Aug
17
2009

Getting your money back

To get a new project funded is often hard work. You have to calculate how much it costs to build your virtual infrastructure and how fast you can save money so you can justify the investment. Even after you started the project and you are building the infrastructure you still have to keep an eye on your wallet.  The same goes for virtualizing desktops. We calculate what it costs to create the virtual infrastructure for the virtual desktops.

But what do we do when the infrastructure is in place? We simply put the total cost for maintaining the infrastructure on the IT budget.
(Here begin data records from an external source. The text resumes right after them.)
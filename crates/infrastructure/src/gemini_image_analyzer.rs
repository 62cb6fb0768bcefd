use std::time::Duration;

use async_trait::async_trait;
use base64::Engine;
use base64::engine::general_purpose::STANDARD;
use motionwatch_application::ImageAnalyzer;
use motionwatch_core::{AppError, AppResult, LocationKey};
use motionwatch_domain::DetectionResult;
use serde::{Deserialize, Serialize};

use crate::http_support::send_checked;

const API_KEY_HEADER: &str = "x-goog-api-key";
const GENERATE_CONTENT: &str = "generateContent";

/// Placeholder replaced by the camera location in the prompt template.
pub const LOCATION_PLACEHOLDER: &str = "{location}";

/// Vision-model analyzer backed by the Gemini `generateContent` REST API.
pub struct GeminiImageAnalyzer {
    http_client: reqwest::Client,
    base_url: String,
    api_key: String,
    model: String,
    prompt_template: String,
    timeout: Duration,
}

/// Model entry returned by [`GeminiImageAnalyzer::list_models`].
#[derive(Debug, Clone, PartialEq, Eq, Deserialize)]
#[serde(rename_all = "camelCase")]
pub struct GeminiModel {
    /// Resource name, e.g. `models/gemini-2.0-flash`.
    pub name: String,
    /// Human readable name.
    #[serde(default)]
    pub display_name: String,
    /// Methods the model can be called with.
    #[serde(default)]
    pub supported_generation_methods: Vec<String>,
}

impl GeminiModel {
    /// Returns whether the model can analyze images through `generateContent`.
    #[must_use]
    pub fn supports_generate_content(&self) -> bool {
        self.supported_generation_methods
            .iter()
            .any(|method| method == GENERATE_CONTENT)
    }
}

impl GeminiImageAnalyzer {
    /// Creates a Gemini analyzer.
    #[must_use]
    pub fn new(
        http_client: reqwest::Client,
        base_url: impl Into<String>,
        api_key: impl Into<String>,
        model: impl Into<String>,
        prompt_template: impl Into<String>,
        timeout: Duration,
    ) -> Self {
        Self {
            http_client,
            base_url: base_url.into().trim_end_matches('/').to_owned(),
            api_key: api_key.into(),
            model: model.into(),
            prompt_template: prompt_template.into(),
            timeout,
        }
    }

    /// Lists every model that supports `generateContent`, following pagination.
    pub async fn list_models(&self) -> AppResult<Vec<GeminiModel>> {
        let endpoint = format!("{}/v1beta/models", self.base_url);
        let mut models = Vec::new();
        let mut page_token: Option<String> = None;

        loop {
            let mut url = url::Url::parse(&endpoint)
                .map_err(|error| AppError::Internal(format!("invalid model list url: {error}")))?;
            if let Some(token) = &page_token {
                url.query_pairs_mut().append_pair("pageToken", token);
            }

            let request = self
                .http_client
                .get(url)
                .header(API_KEY_HEADER, &self.api_key)
                .timeout(self.timeout);
            let page: ListModelsResponse = send_checked(request, "gemini model listing")
                .await?
                .json()
                .await
                .map_err(|error| {
                    AppError::Upstream(format!("gemini model listing was not valid json: {error}"))
                })?;

            models.extend(
                page.models
                    .into_iter()
                    .filter(GeminiModel::supports_generate_content),
            );

            match page.next_page_token.filter(|token| !token.is_empty()) {
                Some(token) => page_token = Some(token),
                None => return Ok(models),
            }
        }
    }

    fn generate_content_url(&self) -> String {
        format!(
            "{}/v1beta/models/{}:{GENERATE_CONTENT}",
            self.base_url, self.model
        )
    }
}

/// Substitutes the camera location into a prompt template.
#[must_use]
pub fn render_prompt(template: &str, location: &LocationKey) -> String {
    template.replace(LOCATION_PLACEHOLDER, location.as_str())
}

#[async_trait]
impl ImageAnalyzer for GeminiImageAnalyzer {
    async fn analyze_image(
        &self,
        image: &[u8],
        location: &LocationKey,
    ) -> AppResult<DetectionResult> {
        let prompt = render_prompt(&self.prompt_template, location);
        let body = GenerateContentRequest::for_jpeg(&prompt, image);

        let request = self
            .http_client
            .post(self.generate_content_url())
            .header(API_KEY_HEADER, &self.api_key)
            .timeout(self.timeout)
            .json(&body);

        let response: GenerateContentResponse = send_checked(request, "gemini analysis")
            .await?
            .json()
            .await
            .map_err(|error| {
                AppError::Upstream(format!("gemini analysis was not valid json: {error}"))
            })?;

        response.into_result()
    }
}

#[derive(Debug, Serialize)]
struct GenerateContentRequest<'a> {
    contents: Vec<RequestContent<'a>>,
}

impl<'a> GenerateContentRequest<'a> {
    fn for_jpeg(prompt: &'a str, image: &[u8]) -> Self {
        Self {
            contents: vec![RequestContent {
                role: "user",
                parts: vec![
                    RequestPart::Text { text: prompt },
                    RequestPart::InlineData {
                        inline_data: InlineData {
                            mime_type: "image/jpeg",
                            data: STANDARD.encode(image),
                        },
                    },
                ],
            }],
        }
    }
}

#[derive(Debug, Serialize)]
struct RequestContent<'a> {
    role: &'static str,
    parts: Vec<RequestPart<'a>>,
}

#[derive(Debug, Serialize)]
#[serde(untagged)]
enum RequestPart<'a> {
    Text {
        text: &'a str,
    },
    InlineData {
        #[serde(rename = "inlineData")]
        inline_data: InlineData,
    },
}

#[derive(Debug, Serialize)]
#[serde(rename_all = "camelCase")]
struct InlineData {
    mime_type: &'static str,
    data: String,
}

#[derive(Debug, Deserialize)]
#[serde(rename_all = "camelCase")]
struct GenerateContentResponse {
    #[serde(default)]
    candidates: Vec<Candidate>,
    #[serde(default)]
    prompt_feedback: Option<PromptFeedback>,
}

#[derive(Debug, Deserialize)]
struct Candidate {
    #[serde(default)]
    content: Option<CandidateContent>,
}

#[derive(Debug, Deserialize)]
struct CandidateContent {
    #[serde(default)]
    parts: Vec<ResponsePart>,
}

#[derive(Debug, Deserialize)]
struct ResponsePart {
    #[serde(default)]
    text: Option<String>,
}

#[derive(Debug, Deserialize)]
#[serde(rename_all = "camelCase")]
struct PromptFeedback {
    #[serde(default)]
    block_reason: Option<String>,
}

impl GenerateContentResponse {
    fn into_result(self) -> AppResult<DetectionResult> {
        let text = self
            .candidates
            .into_iter()
            .next()
            .and_then(|candidate| candidate.content)
            .map(|content| {
                content
                    .parts
                    .into_iter()
                    .filter_map(|part| part.text)
                    .collect::<String>()
            })
            .unwrap_or_default();

        if text.trim().is_empty() {
            let reason = self
                .prompt_feedback
                .and_then(|feedback| feedback.block_reason)
                .unwrap_or_else(|| "empty response".to_owned());
            return Err(AppError::Upstream(format!(
                "gemini returned no text: {reason}"
            )));
        }

        Ok(DetectionResult::new(text))
    }
}

#[derive(Debug, Deserialize)]
#[serde(rename_all = "camelCase")]
struct ListModelsResponse {
    #[serde(default)]
    models: Vec<GeminiModel>,
    #[serde(default)]
    next_page_token: Option<String>,
}

#[cfg(test)]
mod tests {
    use std::time::Duration;

    use motionwatch_application::ImageAnalyzer;
    use motionwatch_core::{AppError, LocationKey};
    use serde_json::json;
    use wiremock::matchers::{header, method, path, query_param};
    use wiremock::{Mock, MockServer, ResponseTemplate};

    use super::{GenerateContentRequest, GenerateContentResponse, GeminiImageAnalyzer, render_prompt};

    fn analyzer(server: &MockServer) -> GeminiImageAnalyzer {
        GeminiImageAnalyzer::new(
            reqwest::Client::new(),
            format!("{}/", server.uri()),
            "test-key",
            "gemini-2.0-flash-exp",
            "Camera at {location}. Describe people or vehicles, else answer none.",
            Duration::from_secs(5),
        )
    }

    #[test]
    fn prompt_template_receives_location() {
        let prompt = render_prompt("Camera {location}, look at {location}", &LocationKey::new("porch"));
        assert_eq!(prompt, "Camera porch, look at porch");
    }

    #[test]
    fn request_carries_prompt_and_base64_jpeg() {
        let body = GenerateContentRequest::for_jpeg("describe", &[0xFF, 0xD8, 0xFF]);
        let value = serde_json::to_value(&body).unwrap_or_default();

        assert_eq!(value["contents"][0]["parts"][0]["text"], "describe");
        assert_eq!(
            value["contents"][0]["parts"][1]["inlineData"]["mimeType"],
            "image/jpeg"
        );
        assert_eq!(value["contents"][0]["parts"][1]["inlineData"]["data"], "/9j/");
    }

    #[test]
    fn response_text_parts_are_joined_and_trimmed() {
        let response: Result<GenerateContentResponse, _> = serde_json::from_value(json!({
            "candidates": [{
                "content": { "parts": [{ "text": "A person " }, { "text": "at the gate\n" }] }
            }]
        }));
        assert!(response.is_ok());
        let result = response.unwrap_or_else(|_| unreachable!()).into_result();

        assert!(result.is_ok());
        assert_eq!(
            result.unwrap_or_else(|_| unreachable!()).as_str(),
            "A person at the gate"
        );
    }

    #[test]
    fn blocked_prompt_is_upstream_error() {
        let response: Result<GenerateContentResponse, _> = serde_json::from_value(json!({
            "promptFeedback": { "blockReason": "SAFETY" }
        }));
        assert!(response.is_ok());
        let result = response.unwrap_or_else(|_| unreachable!()).into_result();

        assert!(matches!(result, Err(AppError::Upstream(message)) if message.contains("SAFETY")));
    }

    #[tokio::test]
    async fn analyze_image_posts_to_model_endpoint() {
        let server = MockServer::start().await;
        Mock::given(method("POST"))
            .and(path("/v1beta/models/gemini-2.0-flash-exp:generateContent"))
            .and(header("x-goog-api-key", "test-key"))
            .respond_with(ResponseTemplate::new(200).set_body_json(
                json!({ "candidates": [{ "content": { "parts": [{ "text": "none" }] } }] }),
            ))
            .expect(1)
            .mount(&server)
            .await;

        let result = analyzer(&server)
            .analyze_image(&[1, 2, 3], &LocationKey::new("driveway"))
            .await;
        assert!(result.is_ok());
        assert!(result.unwrap_or_else(|_| unreachable!()).is_nothing_detected());

        let requests = server.received_requests().await.unwrap_or_default();
        let body: serde_json::Value = requests[0].body_json().unwrap_or_default();
        assert_eq!(
            body["contents"][0]["parts"][0]["text"],
            "Camera at driveway. Describe people or vehicles, else answer none."
        );
        assert_eq!(body["contents"][0]["parts"][1]["inlineData"]["data"], "AQID");
    }

    #[tokio::test]
    async fn model_errors_surface_as_upstream() {
        let server = MockServer::start().await;
        Mock::given(method("POST"))
            .respond_with(
                ResponseTemplate::new(503).set_body_json(json!({ "error": { "message": "overloaded" } })),
            )
            .mount(&server)
            .await;

        let result = analyzer(&server)
            .analyze_image(&[1], &LocationKey::unknown())
            .await;
        assert!(matches!(result, Err(AppError::Upstream(message)) if message.contains("503")));
    }

    #[tokio::test]
    async fn list_models_keeps_generate_content_models() {
        let server = MockServer::start().await;
        Mock::given(method("GET"))
            .and(path("/v1beta/models"))
            .and(header("x-goog-api-key", "test-key"))
            .respond_with(ResponseTemplate::new(200).set_body_json(json!({
                "models": [
                    {
                        "name": "models/gemini-2.0-flash",
                        "displayName": "Gemini 2.0 Flash",
                        "supportedGenerationMethods": ["generateContent", "countTokens"]
                    },
                    {
                        "name": "models/text-embedding-004",
                        "displayName": "Text Embedding 004",
                        "supportedGenerationMethods": ["embedContent"]
                    }
                ]
            })))
            .expect(1)
            .mount(&server)
            .await;

        let models = analyzer(&server).list_models().await;
        assert!(models.is_ok());
        let models = models.unwrap_or_default();
        assert_eq!(models.len(), 1);
        assert_eq!(models[0].name, "models/gemini-2.0-flash");
        assert_eq!(models[0].display_name, "Gemini 2.0 Flash");
    }

    #[tokio::test]
    async fn list_models_follows_page_tokens() {
        let server = MockServer::start().await;
        Mock::given(method("GET"))
            .and(path("/v1beta/models"))
            .and(query_param("pageToken", "page-2"))
            .respond_with(ResponseTemplate::new(200).set_body_json(json!({
                "models": [{
                    "name": "models/gemini-1.5-pro",
                    "supportedGenerationMethods": ["generateContent"]
                }]
            })))
            .with_priority(1)
            .expect(1)
            .mount(&server)
            .await;
        Mock::given(method("GET"))
            .and(path("/v1beta/models"))
            .respond_with(ResponseTemplate::new(200).set_body_json(json!({
                "models": [{
                    "name": "models/gemini-2.0-flash",
                    "supportedGenerationMethods": ["generateContent"]
                }],
                "nextPageToken": "page-2"
            })))
            .expect(1)
            .mount(&server)
            .await;

        let models = analyzer(&server).list_models().await.unwrap_or_default();
        let names: Vec<&str> = models.iter().map(|model| model.name.as_str()).collect();
        assert_eq!(names, vec!["models/gemini-2.0-flash", "models/gemini-1.5-pro"]);
    }
}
Wouldn’t it be more sensible to let the ‘user’ pay for the resources he is using, like in the old days with shared computers/mainframes?

VKernel Chargeback is one of those products you can use to bill the user for what they use.

Like an electric meter in your home, VKernel meters VMware ESX Server resources and tells you how much and who is using your ESX Server resources (CPU, Storage, Memory, and Network) by resource pools, department, application, cluster, farm, etc. VKernel also generates invoices (chargeback) to bill your internal or external clients for the actual resources they use

VKernel has proven itself the last couple of years in the field of chargeback and metering on virtual infrastructures.

And now there is VMware vCenter Chargeback, VMware’s own chargeback product.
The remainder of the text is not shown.